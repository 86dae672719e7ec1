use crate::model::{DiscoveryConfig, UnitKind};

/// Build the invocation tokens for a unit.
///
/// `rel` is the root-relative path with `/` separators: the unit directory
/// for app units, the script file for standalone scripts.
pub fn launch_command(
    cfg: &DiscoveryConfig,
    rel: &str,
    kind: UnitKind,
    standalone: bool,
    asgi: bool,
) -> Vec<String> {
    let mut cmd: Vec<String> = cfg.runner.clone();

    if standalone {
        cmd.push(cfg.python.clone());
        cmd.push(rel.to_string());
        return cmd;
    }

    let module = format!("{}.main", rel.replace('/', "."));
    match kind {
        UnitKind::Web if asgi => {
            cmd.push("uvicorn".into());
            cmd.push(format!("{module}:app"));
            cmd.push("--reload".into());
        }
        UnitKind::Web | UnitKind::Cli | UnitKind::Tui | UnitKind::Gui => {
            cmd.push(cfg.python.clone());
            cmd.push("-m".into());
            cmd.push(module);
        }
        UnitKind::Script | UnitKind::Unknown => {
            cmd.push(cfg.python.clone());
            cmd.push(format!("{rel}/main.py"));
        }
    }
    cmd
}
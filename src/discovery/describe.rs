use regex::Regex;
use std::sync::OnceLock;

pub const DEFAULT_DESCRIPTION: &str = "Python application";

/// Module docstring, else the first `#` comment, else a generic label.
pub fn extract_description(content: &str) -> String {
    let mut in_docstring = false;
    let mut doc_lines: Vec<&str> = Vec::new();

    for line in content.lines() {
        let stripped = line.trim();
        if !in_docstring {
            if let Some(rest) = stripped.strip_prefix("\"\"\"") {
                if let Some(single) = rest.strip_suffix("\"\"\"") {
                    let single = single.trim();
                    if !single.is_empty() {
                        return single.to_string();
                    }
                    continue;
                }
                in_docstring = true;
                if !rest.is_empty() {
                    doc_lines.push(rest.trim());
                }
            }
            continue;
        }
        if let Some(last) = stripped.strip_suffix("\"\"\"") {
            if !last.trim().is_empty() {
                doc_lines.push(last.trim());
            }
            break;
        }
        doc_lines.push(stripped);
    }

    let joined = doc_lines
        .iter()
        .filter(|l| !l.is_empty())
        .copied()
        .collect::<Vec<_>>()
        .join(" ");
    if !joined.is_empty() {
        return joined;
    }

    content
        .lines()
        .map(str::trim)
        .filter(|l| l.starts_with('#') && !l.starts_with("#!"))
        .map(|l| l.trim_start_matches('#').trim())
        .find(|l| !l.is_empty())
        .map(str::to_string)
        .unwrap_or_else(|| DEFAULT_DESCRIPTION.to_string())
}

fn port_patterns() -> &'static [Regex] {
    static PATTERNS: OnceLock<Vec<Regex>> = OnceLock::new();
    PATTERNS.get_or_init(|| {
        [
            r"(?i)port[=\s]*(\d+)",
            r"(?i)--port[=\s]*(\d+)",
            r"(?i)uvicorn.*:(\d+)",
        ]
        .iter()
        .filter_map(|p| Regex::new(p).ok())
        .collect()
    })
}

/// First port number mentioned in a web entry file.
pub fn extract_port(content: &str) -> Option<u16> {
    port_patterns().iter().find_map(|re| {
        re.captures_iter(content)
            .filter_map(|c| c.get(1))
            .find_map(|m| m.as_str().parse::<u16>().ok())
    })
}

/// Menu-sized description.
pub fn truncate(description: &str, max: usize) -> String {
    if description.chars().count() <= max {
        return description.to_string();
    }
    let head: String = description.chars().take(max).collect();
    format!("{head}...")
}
^^^^^^^^
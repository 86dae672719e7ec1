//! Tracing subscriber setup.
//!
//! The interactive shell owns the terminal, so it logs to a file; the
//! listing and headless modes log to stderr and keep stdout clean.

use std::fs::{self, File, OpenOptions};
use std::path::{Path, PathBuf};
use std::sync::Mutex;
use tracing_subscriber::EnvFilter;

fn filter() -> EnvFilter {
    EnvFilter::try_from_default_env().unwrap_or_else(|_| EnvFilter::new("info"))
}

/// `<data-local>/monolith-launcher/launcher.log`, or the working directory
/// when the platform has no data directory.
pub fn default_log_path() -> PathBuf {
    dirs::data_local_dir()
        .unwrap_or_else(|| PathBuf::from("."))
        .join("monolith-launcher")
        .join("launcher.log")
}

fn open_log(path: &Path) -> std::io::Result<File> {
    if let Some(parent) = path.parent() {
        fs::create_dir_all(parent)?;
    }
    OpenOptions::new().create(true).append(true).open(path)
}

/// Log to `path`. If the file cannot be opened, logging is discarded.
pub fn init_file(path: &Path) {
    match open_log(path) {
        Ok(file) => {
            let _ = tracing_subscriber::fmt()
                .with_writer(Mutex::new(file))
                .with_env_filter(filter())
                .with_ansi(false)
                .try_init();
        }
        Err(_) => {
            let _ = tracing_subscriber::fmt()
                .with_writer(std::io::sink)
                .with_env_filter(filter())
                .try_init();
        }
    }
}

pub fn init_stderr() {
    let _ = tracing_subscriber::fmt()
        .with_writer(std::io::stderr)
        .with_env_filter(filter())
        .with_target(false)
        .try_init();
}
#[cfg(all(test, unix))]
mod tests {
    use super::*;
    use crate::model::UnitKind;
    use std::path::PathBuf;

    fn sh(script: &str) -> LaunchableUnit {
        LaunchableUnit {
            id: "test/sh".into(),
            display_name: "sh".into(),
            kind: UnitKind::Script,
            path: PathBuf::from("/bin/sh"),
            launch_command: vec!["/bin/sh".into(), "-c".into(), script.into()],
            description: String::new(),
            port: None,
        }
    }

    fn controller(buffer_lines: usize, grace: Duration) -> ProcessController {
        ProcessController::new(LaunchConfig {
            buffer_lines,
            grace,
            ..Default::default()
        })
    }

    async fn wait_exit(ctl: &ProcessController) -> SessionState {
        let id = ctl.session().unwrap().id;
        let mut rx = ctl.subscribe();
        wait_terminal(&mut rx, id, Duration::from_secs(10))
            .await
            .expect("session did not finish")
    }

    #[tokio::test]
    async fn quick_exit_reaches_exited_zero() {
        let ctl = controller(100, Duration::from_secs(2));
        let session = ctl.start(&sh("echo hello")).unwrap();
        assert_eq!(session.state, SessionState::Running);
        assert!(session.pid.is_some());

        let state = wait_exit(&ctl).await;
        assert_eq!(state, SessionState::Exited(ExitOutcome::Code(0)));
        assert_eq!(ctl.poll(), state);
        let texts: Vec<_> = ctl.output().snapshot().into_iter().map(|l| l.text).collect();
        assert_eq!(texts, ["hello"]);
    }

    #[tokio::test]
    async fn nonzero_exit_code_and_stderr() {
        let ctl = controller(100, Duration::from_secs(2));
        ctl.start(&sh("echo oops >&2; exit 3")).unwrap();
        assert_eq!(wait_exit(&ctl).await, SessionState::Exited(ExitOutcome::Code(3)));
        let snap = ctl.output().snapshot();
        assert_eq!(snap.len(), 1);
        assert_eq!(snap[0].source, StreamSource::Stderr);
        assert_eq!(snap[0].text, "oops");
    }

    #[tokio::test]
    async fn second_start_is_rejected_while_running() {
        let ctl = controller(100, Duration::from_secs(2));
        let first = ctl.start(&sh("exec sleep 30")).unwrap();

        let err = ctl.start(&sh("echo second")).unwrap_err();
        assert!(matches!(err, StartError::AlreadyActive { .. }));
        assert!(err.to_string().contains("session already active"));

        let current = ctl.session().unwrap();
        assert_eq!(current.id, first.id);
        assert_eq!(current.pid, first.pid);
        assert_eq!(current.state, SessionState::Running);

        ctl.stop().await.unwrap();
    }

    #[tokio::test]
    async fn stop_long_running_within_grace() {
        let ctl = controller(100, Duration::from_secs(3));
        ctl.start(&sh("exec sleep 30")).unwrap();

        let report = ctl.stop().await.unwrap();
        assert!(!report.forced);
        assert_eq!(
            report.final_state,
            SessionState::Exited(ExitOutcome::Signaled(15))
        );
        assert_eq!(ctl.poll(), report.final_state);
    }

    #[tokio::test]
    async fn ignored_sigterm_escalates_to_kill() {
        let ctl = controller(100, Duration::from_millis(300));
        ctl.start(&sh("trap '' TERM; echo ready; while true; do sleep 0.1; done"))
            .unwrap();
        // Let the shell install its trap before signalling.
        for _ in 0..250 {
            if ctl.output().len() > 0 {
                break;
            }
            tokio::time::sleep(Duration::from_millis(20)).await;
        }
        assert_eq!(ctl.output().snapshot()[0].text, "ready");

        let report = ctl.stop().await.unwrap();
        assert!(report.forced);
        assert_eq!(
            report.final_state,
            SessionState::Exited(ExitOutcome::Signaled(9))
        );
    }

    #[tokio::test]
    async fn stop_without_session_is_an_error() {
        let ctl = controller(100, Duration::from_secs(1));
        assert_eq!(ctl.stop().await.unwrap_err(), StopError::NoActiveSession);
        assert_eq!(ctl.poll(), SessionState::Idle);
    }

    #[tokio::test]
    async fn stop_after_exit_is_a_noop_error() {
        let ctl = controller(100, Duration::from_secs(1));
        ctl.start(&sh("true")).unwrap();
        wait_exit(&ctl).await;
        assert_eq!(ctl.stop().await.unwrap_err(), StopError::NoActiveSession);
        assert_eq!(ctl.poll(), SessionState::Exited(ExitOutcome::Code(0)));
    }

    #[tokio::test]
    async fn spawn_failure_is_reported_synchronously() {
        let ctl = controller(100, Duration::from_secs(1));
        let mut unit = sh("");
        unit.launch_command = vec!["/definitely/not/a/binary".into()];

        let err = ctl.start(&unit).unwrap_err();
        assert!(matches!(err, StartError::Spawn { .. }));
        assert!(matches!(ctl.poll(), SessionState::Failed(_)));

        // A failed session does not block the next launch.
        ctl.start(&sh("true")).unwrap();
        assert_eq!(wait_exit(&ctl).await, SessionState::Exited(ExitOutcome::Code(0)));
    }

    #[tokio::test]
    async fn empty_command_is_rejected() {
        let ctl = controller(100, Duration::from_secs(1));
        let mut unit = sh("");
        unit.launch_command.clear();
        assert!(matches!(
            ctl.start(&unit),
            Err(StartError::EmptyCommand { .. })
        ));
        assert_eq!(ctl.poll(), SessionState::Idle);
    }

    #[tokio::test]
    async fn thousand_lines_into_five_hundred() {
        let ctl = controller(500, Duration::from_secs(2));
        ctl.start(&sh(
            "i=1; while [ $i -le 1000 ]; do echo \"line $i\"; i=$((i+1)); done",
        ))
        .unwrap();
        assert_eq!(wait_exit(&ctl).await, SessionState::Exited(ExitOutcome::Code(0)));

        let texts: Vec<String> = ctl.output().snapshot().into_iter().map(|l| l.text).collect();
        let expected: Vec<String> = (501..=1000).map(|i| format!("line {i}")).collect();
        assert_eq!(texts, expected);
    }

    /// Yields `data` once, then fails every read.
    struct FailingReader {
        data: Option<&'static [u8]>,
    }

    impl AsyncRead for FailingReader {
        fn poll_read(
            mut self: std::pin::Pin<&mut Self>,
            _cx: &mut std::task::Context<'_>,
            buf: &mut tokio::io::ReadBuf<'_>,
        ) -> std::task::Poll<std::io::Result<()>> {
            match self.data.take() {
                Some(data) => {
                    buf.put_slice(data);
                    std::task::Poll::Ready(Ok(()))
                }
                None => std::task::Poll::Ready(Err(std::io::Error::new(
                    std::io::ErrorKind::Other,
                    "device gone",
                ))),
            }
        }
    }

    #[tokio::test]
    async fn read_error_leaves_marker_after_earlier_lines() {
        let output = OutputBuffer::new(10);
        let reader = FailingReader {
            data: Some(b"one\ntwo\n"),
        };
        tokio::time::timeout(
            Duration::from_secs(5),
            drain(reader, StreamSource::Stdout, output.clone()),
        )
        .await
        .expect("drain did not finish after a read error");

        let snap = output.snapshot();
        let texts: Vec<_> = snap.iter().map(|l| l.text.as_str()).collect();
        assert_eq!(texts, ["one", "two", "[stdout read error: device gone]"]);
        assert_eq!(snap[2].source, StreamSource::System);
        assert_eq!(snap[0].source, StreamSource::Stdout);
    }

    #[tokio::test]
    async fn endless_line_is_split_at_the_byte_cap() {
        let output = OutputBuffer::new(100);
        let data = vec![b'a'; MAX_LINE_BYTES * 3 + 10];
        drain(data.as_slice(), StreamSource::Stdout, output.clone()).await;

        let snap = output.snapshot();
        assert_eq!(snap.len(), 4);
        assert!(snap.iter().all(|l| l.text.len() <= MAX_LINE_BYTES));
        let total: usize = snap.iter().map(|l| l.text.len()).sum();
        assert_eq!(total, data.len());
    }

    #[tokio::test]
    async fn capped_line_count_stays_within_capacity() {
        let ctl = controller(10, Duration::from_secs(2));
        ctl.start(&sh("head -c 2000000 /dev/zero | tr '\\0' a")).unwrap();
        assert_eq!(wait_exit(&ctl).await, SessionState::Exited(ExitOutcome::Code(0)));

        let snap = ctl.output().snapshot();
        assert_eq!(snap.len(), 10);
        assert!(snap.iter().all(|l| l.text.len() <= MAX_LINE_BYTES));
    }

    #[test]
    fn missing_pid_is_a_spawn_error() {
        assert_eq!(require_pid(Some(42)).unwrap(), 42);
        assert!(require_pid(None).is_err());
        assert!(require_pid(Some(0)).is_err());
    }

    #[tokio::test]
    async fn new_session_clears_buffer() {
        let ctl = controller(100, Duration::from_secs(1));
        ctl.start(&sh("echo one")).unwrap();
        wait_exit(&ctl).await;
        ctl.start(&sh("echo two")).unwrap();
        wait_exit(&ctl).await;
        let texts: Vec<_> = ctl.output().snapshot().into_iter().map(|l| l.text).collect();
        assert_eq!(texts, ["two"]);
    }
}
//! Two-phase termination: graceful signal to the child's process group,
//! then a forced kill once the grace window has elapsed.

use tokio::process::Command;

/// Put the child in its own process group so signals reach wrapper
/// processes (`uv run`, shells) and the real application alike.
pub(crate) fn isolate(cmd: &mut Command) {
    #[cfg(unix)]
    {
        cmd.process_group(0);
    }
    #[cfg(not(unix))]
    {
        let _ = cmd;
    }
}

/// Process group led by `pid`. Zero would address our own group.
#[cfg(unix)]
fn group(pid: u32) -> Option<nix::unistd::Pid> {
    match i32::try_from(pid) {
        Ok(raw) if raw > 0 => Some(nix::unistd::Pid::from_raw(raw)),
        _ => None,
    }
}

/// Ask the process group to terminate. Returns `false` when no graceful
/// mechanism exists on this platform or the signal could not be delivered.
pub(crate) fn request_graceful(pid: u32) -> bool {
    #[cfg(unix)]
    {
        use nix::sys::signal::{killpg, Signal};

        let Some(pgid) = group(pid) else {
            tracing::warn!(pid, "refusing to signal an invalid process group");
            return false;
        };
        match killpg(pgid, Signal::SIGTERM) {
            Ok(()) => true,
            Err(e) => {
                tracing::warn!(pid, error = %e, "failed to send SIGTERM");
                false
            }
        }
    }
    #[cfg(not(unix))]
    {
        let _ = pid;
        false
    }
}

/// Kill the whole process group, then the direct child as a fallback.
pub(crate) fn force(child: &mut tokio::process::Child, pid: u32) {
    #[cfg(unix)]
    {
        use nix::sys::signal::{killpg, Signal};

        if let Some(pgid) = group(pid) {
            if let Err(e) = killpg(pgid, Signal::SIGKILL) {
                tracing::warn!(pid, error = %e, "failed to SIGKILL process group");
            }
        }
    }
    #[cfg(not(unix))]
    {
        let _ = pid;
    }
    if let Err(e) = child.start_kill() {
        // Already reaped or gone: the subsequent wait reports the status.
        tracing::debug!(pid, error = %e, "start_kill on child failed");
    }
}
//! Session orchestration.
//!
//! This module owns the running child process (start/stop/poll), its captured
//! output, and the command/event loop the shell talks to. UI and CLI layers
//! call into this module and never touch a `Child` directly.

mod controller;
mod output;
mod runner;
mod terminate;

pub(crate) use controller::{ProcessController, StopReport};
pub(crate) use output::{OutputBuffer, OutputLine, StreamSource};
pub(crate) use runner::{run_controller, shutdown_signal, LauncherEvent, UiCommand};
^^^^^^^^
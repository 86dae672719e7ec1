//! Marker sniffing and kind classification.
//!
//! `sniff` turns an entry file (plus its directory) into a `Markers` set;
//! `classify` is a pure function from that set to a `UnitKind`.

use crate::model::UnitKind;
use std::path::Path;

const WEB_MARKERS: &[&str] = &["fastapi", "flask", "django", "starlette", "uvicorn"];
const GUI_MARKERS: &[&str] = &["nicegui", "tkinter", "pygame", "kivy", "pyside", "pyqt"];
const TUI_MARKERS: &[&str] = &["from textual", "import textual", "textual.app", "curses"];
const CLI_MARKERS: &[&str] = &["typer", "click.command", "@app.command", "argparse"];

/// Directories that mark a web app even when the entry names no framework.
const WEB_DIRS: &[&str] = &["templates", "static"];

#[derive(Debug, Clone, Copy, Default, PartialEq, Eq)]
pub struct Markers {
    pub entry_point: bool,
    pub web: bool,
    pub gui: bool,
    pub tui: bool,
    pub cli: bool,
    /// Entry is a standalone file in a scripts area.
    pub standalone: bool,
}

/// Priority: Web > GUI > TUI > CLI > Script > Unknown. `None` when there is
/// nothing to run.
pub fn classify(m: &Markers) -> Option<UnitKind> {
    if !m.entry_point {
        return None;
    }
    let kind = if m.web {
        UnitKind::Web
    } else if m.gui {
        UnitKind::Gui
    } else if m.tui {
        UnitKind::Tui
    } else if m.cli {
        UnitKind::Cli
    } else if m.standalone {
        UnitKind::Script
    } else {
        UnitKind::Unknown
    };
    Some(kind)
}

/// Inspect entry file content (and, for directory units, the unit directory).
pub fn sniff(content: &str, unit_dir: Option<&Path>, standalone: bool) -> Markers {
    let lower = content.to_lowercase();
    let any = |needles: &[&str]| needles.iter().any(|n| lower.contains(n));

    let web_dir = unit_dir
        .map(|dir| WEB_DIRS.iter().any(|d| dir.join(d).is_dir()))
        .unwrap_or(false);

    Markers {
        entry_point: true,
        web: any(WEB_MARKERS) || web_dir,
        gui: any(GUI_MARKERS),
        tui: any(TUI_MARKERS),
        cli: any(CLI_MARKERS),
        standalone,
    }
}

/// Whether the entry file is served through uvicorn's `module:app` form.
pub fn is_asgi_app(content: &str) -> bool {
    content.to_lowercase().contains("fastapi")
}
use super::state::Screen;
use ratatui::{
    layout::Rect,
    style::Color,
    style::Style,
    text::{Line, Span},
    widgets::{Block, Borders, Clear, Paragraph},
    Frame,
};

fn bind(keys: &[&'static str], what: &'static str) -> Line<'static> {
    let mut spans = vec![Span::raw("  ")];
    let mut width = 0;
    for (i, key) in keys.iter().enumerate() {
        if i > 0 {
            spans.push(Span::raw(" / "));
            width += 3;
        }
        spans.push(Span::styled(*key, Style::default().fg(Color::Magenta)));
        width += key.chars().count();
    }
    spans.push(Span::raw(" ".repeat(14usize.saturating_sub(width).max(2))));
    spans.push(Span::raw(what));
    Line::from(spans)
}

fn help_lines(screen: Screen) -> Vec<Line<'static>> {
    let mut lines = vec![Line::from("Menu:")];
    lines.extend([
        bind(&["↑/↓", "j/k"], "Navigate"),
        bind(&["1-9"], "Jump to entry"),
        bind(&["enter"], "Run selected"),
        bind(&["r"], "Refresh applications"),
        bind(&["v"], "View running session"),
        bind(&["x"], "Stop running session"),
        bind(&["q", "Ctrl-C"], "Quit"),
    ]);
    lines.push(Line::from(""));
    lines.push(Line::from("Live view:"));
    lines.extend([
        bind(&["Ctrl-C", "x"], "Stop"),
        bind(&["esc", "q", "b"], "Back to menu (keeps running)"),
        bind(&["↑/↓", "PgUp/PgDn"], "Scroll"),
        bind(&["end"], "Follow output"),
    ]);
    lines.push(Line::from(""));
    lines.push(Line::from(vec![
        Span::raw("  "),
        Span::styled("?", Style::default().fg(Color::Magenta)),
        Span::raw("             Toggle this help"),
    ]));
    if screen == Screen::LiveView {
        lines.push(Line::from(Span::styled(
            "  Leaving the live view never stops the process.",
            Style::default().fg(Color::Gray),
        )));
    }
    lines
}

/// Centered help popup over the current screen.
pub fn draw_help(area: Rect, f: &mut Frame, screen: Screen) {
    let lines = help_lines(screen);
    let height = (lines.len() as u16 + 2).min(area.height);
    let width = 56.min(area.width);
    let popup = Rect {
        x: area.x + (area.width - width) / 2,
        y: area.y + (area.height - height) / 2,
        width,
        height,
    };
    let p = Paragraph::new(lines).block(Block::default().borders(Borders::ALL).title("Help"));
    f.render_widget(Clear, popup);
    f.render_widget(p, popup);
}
^^^^^^^^
> Goal of the exercise
Looking back over the data above, restate word for word the lines that begin at the line with "async fn second_start_is_rejected_while_running()" and end at the line with "assert_eq!(current.state, SessionState::Running);", inclusive.

> Your response
    async fn second_start_is_rejected_while_running() {
        let ctl = controller(100, Duration::from_secs(2));
        let first = ctl.start(&sh("exec sleep 30")).unwrap();

        let err = ctl.start(&sh("echo second")).unwrap_err();
        assert!(matches!(err, StartError::AlreadyActive { .. }));
        assert!(err.to_string().contains("session already active"));

        let current = ctl.session().unwrap();
        assert_eq!(current.id, first.id);
        assert_eq!(current.pid, first.pid);
        assert_eq!(current.state, SessionState::Running);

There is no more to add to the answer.